## Provided records
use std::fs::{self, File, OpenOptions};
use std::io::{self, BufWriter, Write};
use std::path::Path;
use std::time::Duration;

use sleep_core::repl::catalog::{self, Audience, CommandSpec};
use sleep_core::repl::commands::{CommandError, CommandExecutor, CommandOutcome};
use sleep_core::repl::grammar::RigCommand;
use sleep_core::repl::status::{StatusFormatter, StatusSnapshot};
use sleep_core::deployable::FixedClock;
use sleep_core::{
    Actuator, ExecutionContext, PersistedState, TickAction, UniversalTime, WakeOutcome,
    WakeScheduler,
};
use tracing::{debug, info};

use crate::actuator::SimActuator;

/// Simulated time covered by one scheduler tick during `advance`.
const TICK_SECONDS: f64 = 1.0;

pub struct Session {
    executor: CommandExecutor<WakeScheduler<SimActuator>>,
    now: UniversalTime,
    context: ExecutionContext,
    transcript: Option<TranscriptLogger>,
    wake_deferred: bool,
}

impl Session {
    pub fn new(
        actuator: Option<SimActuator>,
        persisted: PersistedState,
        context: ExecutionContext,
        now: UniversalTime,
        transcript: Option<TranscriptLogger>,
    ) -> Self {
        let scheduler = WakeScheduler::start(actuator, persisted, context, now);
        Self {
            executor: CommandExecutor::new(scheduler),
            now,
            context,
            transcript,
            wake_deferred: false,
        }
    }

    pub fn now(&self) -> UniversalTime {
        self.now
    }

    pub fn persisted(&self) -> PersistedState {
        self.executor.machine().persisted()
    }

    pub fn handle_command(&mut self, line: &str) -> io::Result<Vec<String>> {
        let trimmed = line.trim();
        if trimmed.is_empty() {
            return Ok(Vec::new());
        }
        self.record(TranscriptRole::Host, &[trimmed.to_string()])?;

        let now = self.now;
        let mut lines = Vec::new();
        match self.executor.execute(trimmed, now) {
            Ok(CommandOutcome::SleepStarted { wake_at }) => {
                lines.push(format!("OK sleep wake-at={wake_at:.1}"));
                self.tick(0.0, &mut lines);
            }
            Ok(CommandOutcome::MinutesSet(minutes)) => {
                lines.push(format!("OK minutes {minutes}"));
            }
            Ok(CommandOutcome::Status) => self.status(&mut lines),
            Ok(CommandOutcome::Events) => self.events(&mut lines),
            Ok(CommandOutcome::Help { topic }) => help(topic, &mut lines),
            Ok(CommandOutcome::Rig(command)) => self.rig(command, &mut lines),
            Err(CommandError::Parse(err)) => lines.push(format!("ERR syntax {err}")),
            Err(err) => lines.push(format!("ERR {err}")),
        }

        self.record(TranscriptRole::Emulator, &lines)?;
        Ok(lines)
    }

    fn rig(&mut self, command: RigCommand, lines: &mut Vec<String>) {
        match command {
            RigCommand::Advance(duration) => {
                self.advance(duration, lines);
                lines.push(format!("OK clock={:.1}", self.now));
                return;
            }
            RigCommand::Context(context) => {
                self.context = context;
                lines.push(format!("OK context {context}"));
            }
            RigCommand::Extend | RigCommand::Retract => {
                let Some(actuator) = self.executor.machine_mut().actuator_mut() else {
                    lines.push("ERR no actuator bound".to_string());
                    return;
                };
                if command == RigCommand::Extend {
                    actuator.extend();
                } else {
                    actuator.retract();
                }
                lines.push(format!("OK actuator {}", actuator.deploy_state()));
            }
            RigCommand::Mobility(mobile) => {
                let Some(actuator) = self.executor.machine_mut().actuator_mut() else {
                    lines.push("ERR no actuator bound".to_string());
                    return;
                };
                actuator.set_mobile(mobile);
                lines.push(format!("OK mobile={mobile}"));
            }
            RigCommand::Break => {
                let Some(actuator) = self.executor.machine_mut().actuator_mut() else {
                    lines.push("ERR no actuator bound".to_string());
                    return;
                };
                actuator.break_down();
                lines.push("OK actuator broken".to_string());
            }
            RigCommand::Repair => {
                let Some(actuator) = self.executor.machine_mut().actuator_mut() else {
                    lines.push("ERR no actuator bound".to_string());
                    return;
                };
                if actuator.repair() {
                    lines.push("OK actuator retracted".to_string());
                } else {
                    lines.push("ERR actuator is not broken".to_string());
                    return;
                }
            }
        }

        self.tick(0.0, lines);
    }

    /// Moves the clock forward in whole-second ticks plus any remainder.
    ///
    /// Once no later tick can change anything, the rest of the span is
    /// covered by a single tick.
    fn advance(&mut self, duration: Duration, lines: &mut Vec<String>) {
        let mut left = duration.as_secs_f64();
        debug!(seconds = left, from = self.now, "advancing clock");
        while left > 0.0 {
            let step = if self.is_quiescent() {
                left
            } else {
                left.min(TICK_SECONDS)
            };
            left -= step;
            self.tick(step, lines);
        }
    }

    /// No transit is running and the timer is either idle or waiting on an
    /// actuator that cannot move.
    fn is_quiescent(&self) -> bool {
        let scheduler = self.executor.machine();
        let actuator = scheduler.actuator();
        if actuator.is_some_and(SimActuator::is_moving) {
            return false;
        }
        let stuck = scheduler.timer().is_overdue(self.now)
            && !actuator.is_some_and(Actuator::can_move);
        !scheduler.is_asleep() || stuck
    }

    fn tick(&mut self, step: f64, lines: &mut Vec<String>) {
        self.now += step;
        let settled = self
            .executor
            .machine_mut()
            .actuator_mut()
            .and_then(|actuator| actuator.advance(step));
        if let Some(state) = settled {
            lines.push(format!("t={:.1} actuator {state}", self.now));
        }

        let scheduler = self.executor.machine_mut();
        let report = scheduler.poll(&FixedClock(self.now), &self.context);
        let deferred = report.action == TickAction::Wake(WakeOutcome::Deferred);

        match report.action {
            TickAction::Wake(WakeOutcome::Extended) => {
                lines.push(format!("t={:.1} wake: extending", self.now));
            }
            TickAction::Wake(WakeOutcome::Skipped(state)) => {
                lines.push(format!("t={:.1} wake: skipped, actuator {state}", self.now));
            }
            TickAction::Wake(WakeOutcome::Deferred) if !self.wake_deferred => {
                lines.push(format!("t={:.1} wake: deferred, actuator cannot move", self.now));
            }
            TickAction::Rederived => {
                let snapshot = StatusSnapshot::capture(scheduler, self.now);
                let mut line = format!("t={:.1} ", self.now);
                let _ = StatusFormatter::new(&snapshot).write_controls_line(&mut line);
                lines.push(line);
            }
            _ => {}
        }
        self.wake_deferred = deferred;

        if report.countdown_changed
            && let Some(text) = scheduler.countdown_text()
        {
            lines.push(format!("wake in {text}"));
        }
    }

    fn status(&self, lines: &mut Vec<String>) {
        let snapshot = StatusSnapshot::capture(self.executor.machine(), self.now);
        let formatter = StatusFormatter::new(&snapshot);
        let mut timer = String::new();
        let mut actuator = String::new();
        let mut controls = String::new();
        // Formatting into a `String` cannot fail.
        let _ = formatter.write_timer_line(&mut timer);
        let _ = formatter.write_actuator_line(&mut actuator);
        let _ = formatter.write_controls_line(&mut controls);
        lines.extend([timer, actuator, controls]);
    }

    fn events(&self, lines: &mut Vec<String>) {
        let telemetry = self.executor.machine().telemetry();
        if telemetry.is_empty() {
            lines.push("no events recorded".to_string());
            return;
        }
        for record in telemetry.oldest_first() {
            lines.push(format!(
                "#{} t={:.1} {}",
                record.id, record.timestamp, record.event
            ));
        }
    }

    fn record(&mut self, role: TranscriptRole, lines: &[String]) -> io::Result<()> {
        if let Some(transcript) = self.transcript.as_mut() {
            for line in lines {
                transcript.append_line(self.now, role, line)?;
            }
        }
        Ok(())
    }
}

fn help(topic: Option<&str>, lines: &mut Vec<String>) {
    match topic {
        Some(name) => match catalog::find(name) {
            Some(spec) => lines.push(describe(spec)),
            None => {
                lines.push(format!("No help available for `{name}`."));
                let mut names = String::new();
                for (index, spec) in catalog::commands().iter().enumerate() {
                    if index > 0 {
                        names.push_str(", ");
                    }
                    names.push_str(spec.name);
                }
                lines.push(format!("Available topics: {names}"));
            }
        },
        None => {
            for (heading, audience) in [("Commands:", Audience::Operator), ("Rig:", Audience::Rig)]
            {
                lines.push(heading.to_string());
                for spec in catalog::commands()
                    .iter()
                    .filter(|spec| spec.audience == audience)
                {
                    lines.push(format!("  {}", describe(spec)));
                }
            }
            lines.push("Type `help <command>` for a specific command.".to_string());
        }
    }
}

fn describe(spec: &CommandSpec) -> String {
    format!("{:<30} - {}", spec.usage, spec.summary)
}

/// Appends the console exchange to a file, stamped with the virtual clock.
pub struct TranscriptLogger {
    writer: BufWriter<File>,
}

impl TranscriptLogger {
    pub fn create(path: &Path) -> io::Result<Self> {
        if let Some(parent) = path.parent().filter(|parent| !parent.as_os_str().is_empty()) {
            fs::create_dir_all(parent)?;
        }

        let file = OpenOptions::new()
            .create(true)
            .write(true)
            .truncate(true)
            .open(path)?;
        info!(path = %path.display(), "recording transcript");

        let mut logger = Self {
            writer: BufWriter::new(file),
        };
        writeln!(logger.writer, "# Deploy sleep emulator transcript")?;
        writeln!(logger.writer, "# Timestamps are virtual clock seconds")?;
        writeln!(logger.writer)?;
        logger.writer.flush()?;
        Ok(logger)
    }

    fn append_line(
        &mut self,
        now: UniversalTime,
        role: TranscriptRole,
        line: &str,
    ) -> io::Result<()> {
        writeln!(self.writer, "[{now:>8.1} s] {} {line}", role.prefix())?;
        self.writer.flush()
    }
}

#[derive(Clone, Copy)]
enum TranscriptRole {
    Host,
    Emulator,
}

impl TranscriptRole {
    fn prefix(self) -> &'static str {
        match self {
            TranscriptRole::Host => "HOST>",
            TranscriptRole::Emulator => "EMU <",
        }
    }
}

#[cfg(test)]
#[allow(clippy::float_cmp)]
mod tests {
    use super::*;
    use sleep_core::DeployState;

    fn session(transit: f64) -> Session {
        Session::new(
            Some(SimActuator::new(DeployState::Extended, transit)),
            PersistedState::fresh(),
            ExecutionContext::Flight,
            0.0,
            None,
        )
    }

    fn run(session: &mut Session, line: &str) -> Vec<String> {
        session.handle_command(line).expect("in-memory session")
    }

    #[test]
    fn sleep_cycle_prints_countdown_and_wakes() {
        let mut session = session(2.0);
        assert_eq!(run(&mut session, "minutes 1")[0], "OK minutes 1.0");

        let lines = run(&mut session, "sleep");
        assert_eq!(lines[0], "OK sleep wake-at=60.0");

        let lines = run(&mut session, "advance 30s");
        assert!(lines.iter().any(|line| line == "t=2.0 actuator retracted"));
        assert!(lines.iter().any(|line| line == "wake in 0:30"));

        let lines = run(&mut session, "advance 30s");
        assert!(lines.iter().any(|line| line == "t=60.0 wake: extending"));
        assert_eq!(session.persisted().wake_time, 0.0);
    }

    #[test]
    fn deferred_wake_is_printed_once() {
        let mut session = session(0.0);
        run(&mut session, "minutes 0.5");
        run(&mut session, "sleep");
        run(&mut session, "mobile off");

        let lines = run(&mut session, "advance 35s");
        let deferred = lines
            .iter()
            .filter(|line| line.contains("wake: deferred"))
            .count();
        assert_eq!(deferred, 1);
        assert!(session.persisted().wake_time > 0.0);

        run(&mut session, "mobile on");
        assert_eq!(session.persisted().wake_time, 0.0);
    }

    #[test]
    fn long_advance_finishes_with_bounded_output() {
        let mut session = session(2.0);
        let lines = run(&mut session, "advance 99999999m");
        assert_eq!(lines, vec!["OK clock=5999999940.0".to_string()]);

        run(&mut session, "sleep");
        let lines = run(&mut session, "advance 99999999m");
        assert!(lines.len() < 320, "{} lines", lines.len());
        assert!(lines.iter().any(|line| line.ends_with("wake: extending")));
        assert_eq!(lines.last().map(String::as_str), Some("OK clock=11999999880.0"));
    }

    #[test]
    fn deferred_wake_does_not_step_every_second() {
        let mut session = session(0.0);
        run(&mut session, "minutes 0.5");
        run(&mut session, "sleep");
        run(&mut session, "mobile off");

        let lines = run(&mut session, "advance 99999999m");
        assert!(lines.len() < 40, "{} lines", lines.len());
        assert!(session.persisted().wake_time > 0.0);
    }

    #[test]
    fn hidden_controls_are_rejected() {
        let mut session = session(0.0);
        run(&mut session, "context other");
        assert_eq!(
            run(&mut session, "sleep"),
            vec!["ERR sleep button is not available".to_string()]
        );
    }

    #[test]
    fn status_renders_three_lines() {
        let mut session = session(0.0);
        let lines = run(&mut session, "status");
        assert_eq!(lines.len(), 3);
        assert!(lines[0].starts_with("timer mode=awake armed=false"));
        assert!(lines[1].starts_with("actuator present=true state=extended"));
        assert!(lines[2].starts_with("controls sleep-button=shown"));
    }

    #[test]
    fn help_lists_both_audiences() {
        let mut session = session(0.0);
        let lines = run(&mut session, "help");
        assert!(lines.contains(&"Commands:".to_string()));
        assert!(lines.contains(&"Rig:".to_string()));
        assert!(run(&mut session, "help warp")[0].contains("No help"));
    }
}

## Task brief
From the entries above, extract every line where the word "repl" appears.

## Task response
use sleep_core::repl::catalog::{self, Audience, CommandSpec};
use sleep_core::repl::commands::{CommandError, CommandExecutor, CommandOutcome};
use sleep_core::repl::grammar::RigCommand;
use sleep_core::repl::status::{StatusFormatter, StatusSnapshot};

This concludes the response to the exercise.